Many highways and county roads throughout southern and southeast Minnesota were flooded and barricaded. In southeast Minnesota, a bridge in Oronoco started to collapse into the swollen Zumbro River on Friday.
In Wisconsin, flood warnings were issued in more than a dozen counties across the western and north-central parts of the state. Officials working the Hatfield Dam in Clark County issued a "red alert condition," warning that all gates were open. Eighty homes in Black River Falls and seven in the village of Marathon City were evacuated.
In Owatonna, officials said the Straight River was cresting Friday, dispelling worries that two more neighborhoods would have to evacuate. The high water did wash out high school homecoming festivities.
About a third of Owatonna's 24,000 residents lost power Friday morning, but it was restored to most after just a few hours. Schools canceled classes because the flooded roads made traveling difficult.
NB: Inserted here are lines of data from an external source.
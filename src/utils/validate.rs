/// 批量入队的条数上限
pub const MAX_BATCH_SIZE: usize = 10;

/// 标题长度上限（字符数）
pub const MAX_TITLE_LENGTH: usize = 200;

/// 正文长度上限（字符数）
pub const MAX_BODY_LENGTH: usize = 2000;

pub fn validate_title(title: &str) -> Result<(), &'static str> {
    // 标题校验：非空且不超过上限（按字符计，不按字节）
    if title.trim().is_empty() {
        return Err("Title must not be empty");
    }
    if title.chars().count() > MAX_TITLE_LENGTH {
        return Err("Title must not exceed 200 characters");
    }
    Ok(())
}

pub fn validate_body(body: &str) -> Result<(), &'static str> {
    if body.trim().is_empty() {
        return Err("Body must not be empty");
    }
    if body.chars().count() > MAX_BODY_LENGTH {
        return Err("Body must not exceed 2000 characters");
    }
    Ok(())
}

pub fn validate_recipient_id(user_id: i64) -> Result<(), &'static str> {
    if user_id <= 0 {
        return Err("Recipient user id must be a positive integer");
    }
    Ok(())
}

/// 批量大小校验：1 <= n <= 10
///
/// 超限和空批次都在任何队列调用之前拒绝。
pub fn validate_batch_size(len: usize) -> Result<(), &'static str> {
    if len == 0 {
        return Err("Batch must contain at least one notification");
    }
    if len > MAX_BATCH_SIZE {
        return Err("Batch must not exceed 10 notifications");
    }
    Ok(())
}

#[cfg(test)]
mod tests {
    use super::*;

    #[test]
    fn test_valid_title_and_body() {
        assert!(validate_title("评论回复").is_ok());
        assert!(validate_body("有人回复了你的评论").is_ok());
    }

    #[test]
    fn test_empty_title_rejected() {
        assert!(validate_title("").is_err());
        assert!(validate_title("   ").is_err());
    }

    #[test]
    fn test_title_length_counts_chars_not_bytes() {
        // 200 个多字节字符仍然合法
        let title: String = "通".repeat(MAX_TITLE_LENGTH);
        assert!(validate_title(&title).is_ok());
        let too_long: String = "通".repeat(MAX_TITLE_LENGTH + 1);
        assert!(validate_title(&too_long).is_err());
    }

    #[test]
    fn test_body_length_limit() {
        let body = "a".repeat(MAX_BODY_LENGTH);
        assert!(validate_body(&body).is_ok());
        let too_long = "a".repeat(MAX_BODY_LENGTH + 1);
        assert!(validate_body(&too_long).is_err());
    }

    #[test]
    fn test_recipient_id_must_be_positive() {
        assert!(validate_recipient_id(1).is_ok());
        assert!(validate_recipient_id(0).is_err());
        assert!(validate_recipient_id(-5).is_err());
    }

    #[test]
    fn test_batch_size_bounds() {
        assert!(validate_batch_size(0).is_err());
        assert!(validate_batch_size(1).is_ok());
        assert!(validate_batch_size(10).is_ok());
        assert!(validate_batch_size(11).is_err());
    }
}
Owatonna resident Steph Danielson, 29, said she had watched water move up her street since Thursday, leaving a nearby baseball diamond under 3 feet of water. Danielson started stacking sandbags Friday morning, but she was ready to leave with her husband and two young sons if the sandbagging didn't work.
"We have the van packed and ready to go," Danielson said. Later Friday, the water had begun to recede.
Crests are expected in Minnesota early next week along the Minnesota and Mississippi rivers, possibly bringing more problems.
"This is going to be a long-term kind of issue," said Doug Neville, a spokesman for the state Department of Public Safety.
Todd Richmond reported from Arcadia, Wis.